- _Description of the task_:
Take from the records below each line that holds "jobs".

- _The input_:

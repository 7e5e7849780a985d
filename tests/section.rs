//! Data-model behavior of sections: expansion, merge, TTL, children,
//! and the scoped-lock counter scenario.

use futures::future::join_all;
use serde_json::json;
use std::time::Duration;
use trellis::test_utils::{init_tracing, memory_pool_with_names, memory_store, section_on};
use trellis::{Error, KeyTtl, Section};

#[tokio::test]
async fn mapping_round_trips_through_leaves() {
    let store = memory_store();
    let root = section_on(&store, "");

    root.set("a", json!({"x": 1, "y": {"z": 2}}), None)
        .await
        .unwrap();

    assert_eq!(
        root.get("a").unwrap().value().await.unwrap(),
        Some(json!({"x": 1, "y": {"z": 2}}))
    );
    // Every field is individually addressable.
    assert_eq!(root.get("a.y.z").unwrap().value().await.unwrap(), Some(json!(2)));
    assert_eq!(
        root.get("a.y").unwrap().value().await.unwrap(),
        Some(json!({"z": 2}))
    );
}

#[tokio::test]
async fn scalar_write_and_partial_reads() {
    let store = memory_store();
    let root = section_on(&store, "");

    root.set("a.b.c", json!(23), None).await.unwrap();

    assert_eq!(root.get("a.b.c").unwrap().value().await.unwrap(), Some(json!(23)));
    assert_eq!(
        root.get("a.b").unwrap().value().await.unwrap(),
        Some(json!({"c": 23}))
    );
    assert!(!root.get("a.b.x").unwrap().exists().await.unwrap());
    assert!(root.get("a").unwrap().exists().await.unwrap());
}

#[tokio::test]
async fn deeper_write_replaces_scalar_in_the_way() {
    let store = memory_store();
    let root = section_on(&store, "");

    root.set("a.b", json!(2), None).await.unwrap();
    root.set("a.b.c", json!(3), None).await.unwrap();

    assert_eq!(
        root.get("a.b").unwrap().value().await.unwrap(),
        Some(json!({"c": 3}))
    );
}

#[tokio::test]
async fn writing_a_mapping_clears_the_old_subtree() {
    let store = memory_store();
    let root = section_on(&store, "");

    root.set("cfg", json!({"x": 1, "old": {"flag": true}}), None)
        .await
        .unwrap();
    root.set("cfg", json!({"y": 2}), None).await.unwrap();

    assert_eq!(
        root.get("cfg").unwrap().value().await.unwrap(),
        Some(json!({"y": 2}))
    );
}

#[tokio::test]
async fn null_is_a_value_not_absence() {
    let store = memory_store();
    let root = section_on(&store, "");

    root.set("k", json!(null), None).await.unwrap();
    let node = root.get("k").unwrap();
    assert!(node.exists().await.unwrap());
    assert_eq!(node.value().await.unwrap(), Some(json!(null)));
}

#[tokio::test]
async fn clear_and_delete_are_idempotent() {
    let store = memory_store();
    let root = section_on(&store, "");

    let empty = root.get("nothing.here").unwrap();
    empty.clear().await.unwrap();
    assert!(!empty.exists().await.unwrap());

    root.delete("nothing.here").await.unwrap();

    root.set("a", json!({"x": 1, "y": {"z": 2}}), None)
        .await
        .unwrap();
    root.delete("a").await.unwrap();
    assert!(!root.get("a").unwrap().exists().await.unwrap());
    assert_eq!(root.get("a").unwrap().value().await.unwrap(), None);
    root.delete("a").await.unwrap();
}

#[tokio::test]
async fn children_are_immediate_only() {
    let store = memory_store();
    let root = section_on(&store, "");

    root.set("tree", json!({"a": {"deep": 1}, "b": 2, "c": 3}), None)
        .await
        .unwrap();

    let names: Vec<String> = root
        .get("tree")
        .unwrap()
        .children()
        .await
        .unwrap()
        .map(|child| child.path().to_string())
        .collect();
    assert_eq!(names, vec!["tree.a", "tree.b", "tree.c"]);

    let no_children: Vec<_> = root.get("tree.b").unwrap().children().await.unwrap().collect();
    assert!(no_children.is_empty());
}

#[tokio::test]
async fn ttl_scenario_distinguishes_missing_from_no_expiry() {
    let store = memory_store();
    let root = section_on(&store, "");

    root.set("x", json!("v"), Some(Duration::from_secs(10)))
        .await
        .unwrap();
    match root.get("x").unwrap().time_to_live().await.unwrap() {
        KeyTtl::Remaining(left) => {
            assert!(left <= Duration::from_secs(10));
            assert!(left > Duration::ZERO);
        }
        other => panic!("expected a remaining TTL, got {other:?}"),
    }

    root.set("forever", json!("v"), None).await.unwrap();
    assert_eq!(
        root.get("forever").unwrap().time_to_live().await.unwrap(),
        KeyTtl::NoExpiry
    );

    root.set("gone", json!("v"), Some(Duration::from_millis(40)))
        .await
        .unwrap();
    tokio::time::sleep(Duration::from_millis(80)).await;
    let node = root.get("gone").unwrap();
    assert_eq!(node.value().await.unwrap(), None);
    assert!(!node.exists().await.unwrap());
    assert_eq!(node.time_to_live().await.unwrap(), KeyTtl::Missing);
}

#[tokio::test]
async fn expire_covers_the_whole_subtree() {
    let store = memory_store();
    let root = section_on(&store, "");

    root.set("a", json!({"x": 1, "y": {"z": 2}}), None)
        .await
        .unwrap();
    root.get("a").unwrap().expire(Duration::from_millis(40)).await.unwrap();
    tokio::time::sleep(Duration::from_millis(80)).await;

    assert!(!root.get("a").unwrap().exists().await.unwrap());
    assert_eq!(root.get("a.y.z").unwrap().value().await.unwrap(), None);
}

#[tokio::test]
async fn add_rejects_non_numbers() {
    let store = memory_store();
    let root = section_on(&store, "");

    root.set("s", json!("text"), None).await.unwrap();
    let result = root.get("s").unwrap().add(1).await;
    assert!(matches!(result, Err(Error::NotANumber { .. })));

    // Absent counts as zero.
    assert_eq!(root.get("n").unwrap().add(5).await.unwrap(), 5);
    assert_eq!(root.get("n").unwrap().add(-2).await.unwrap(), 3);
}

#[tokio::test(flavor = "multi_thread", worker_threads = 4)]
async fn scoped_increments_do_not_lose_updates() {
    const WRITERS: usize = 2;
    const INCREMENTS: i64 = 50;

    init_tracing();
    let store = memory_store();
    let writers = (0..WRITERS).map(|_| {
        let section = section_on(&store, "counters");
        tokio::spawn(async move {
            for _ in 0..INCREMENTS {
                section
                    .with_lock(|locked| async move { locked.get("d")?.add(1).await })
                    .await
                    .unwrap();
            }
        })
    });
    for done in join_all(writers).await {
        done.unwrap();
    }

    let total = section_on(&store, "counters.d").value().await.unwrap();
    assert_eq!(total, Some(json!(WRITERS as i64 * INCREMENTS)));
}

#[tokio::test(flavor = "multi_thread", worker_threads = 4)]
async fn unscoped_increments_may_lose_updates() {
    const WRITERS: i64 = 2;
    const INCREMENTS: i64 = 200;

    let store = memory_store();
    let writers = (0..WRITERS).map(|_| {
        let counter = section_on(&store, "counters.d");
        tokio::spawn(async move {
            for _ in 0..INCREMENTS {
                counter.add(1).await.unwrap();
            }
        })
    });
    for done in join_all(writers).await {
        done.unwrap();
    }

    // Unprotected read-modify-write is a documented race: the final value
    // is bounded above by the ideal total but may fall short of it.
    let total = section_on(&store, "counters.d")
        .value()
        .await
        .unwrap()
        .and_then(|v| v.as_i64())
        .unwrap();
    assert!(total > 0);
    assert!(total <= WRITERS * INCREMENTS);
}

#[tokio::test]
async fn lock_failure_inside_scope_still_releases() {
    let store = memory_store();
    let section = section_on(&store, "jobs");

    let result: trellis::Result<()> = section
        .with_lock(|locked| async move {
            locked.set("state", json!("running"), None).await?;
            Err(Error::Internal("boom".to_string()))
        })
        .await;
    assert!(result.is_err());

    // The failing closure released the lock; a fresh zero-timeout
    // acquisition succeeds.
    let locked = section.lock_with(Duration::ZERO, Duration::from_secs(5)).await.unwrap();
    locked.release().await.unwrap();
}

#[tokio::test]
async fn locked_section_reads_and_writes_through() {
    let store = memory_store();
    let section = section_on(&store, "jobs.batch");

    let locked = section.lock().await.unwrap();
    locked.set("status", json!("running"), None).await.unwrap();
    assert_eq!(
        locked.get("status").unwrap().value().await.unwrap(),
        Some(json!("running"))
    );
    assert!(locked.is_locked().await.unwrap());
    locked.release().await.unwrap();
    assert!(!section.is_locked().await.unwrap());
}

#[tokio::test]
async fn logical_databases_are_isolated() {
    let pool = memory_pool_with_names(&[("jobs", 1), ("cache", 2)]);

    let jobs = Section::open(&pool, Some("jobs"), "shared.key").unwrap();
    let cache = Section::open(&pool, Some("cache"), "shared.key").unwrap();

    jobs.set("v", json!(1), None).await.unwrap();
    assert!(jobs.get("v").unwrap().exists().await.unwrap());
    assert!(!cache.get("v").unwrap().exists().await.unwrap());
}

- _Exercise answer_:
    let section = section_on(&store, "jobs");
    let section = section_on(&store, "jobs.batch");
    let pool = memory_pool_with_names(&[("jobs", 1), ("cache", 2)]);
    let jobs = Section::open(&pool, Some("jobs"), "shared.key").unwrap();
    jobs.set("v", json!(1), None).await.unwrap();
    assert!(jobs.get("v").unwrap().exists().await.unwrap());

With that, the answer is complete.